(02-02-2014, 10:19 AM)jammapic Wrote: Stops the injectors and high pressure pump taking a beating.
Also, after extensive testing / dyno sect, I've found you make very little extra power for lots more fuel pressure... Simply due to losses in the system.
JP
Exactly.
People always want more rail pressure like it's an isolated variable that you just turn up and et voila, more power comes out.
Unfortunately the system is a massive feedback loop of pros/cons and balancing them all off against each other nicely is more important than just having 'big' values in isolation like headline figures.
I think the fact that our HP pumps have a 3rd piston de-activator at low-load shows that there is parasitic losses significant enough to warrant that feature being added. Imagine the extra power needed to provide big injections AND more rail pressure just to run the pump. Chances are when we are running up against the limits of the standard turbo's turbine flow limits already, that extra potential gained from slightly earlier EOI and torque boost is probably lost right away in mostly more turbine intake pressure and power used to turn the HP pump!

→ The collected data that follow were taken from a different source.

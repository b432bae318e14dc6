use super::Value;

use std::ops;

/// A positional record of values, such as a fetched row.
#[derive(Debug, Default, Clone, PartialEq)]
pub struct ValueRecord {
    pub fields: Vec<Value>,
}

impl ValueRecord {
    pub fn from_vec(fields: Vec<Value>) -> ValueRecord {
        ValueRecord { fields }
    }

    pub fn into_vec(self) -> Vec<Value> {
        self.fields
    }
}

impl ops::Deref for ValueRecord {
    type Target = [Value];

    fn deref(&self) -> &Self::Target {
        &self.fields
    }
}

impl From<ValueRecord> for Value {
    fn from(value: ValueRecord) -> Self {
        Value::Record(value)
    }
}

impl<'a> IntoIterator for &'a ValueRecord {
    type IntoIter = std::slice::Iter<'a, Value>;
    type Item = &'a Value;

    fn into_iter(self) -> Self::IntoIter {
        self.fields.iter()
    }
}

Never mind the rail control valve duty cycle mapping is nicely calibrated for OEM range injections and pressures. Get too far out again and it's just not really doing what you expected it to do, so staying near standard as much as possible where you don't NEED to make changes, makes everything work better generally.
As per the dyno results, looks ok but it's always so hard to tell without all the dyno details and an @ wheels plot. Was it dyno dynamics?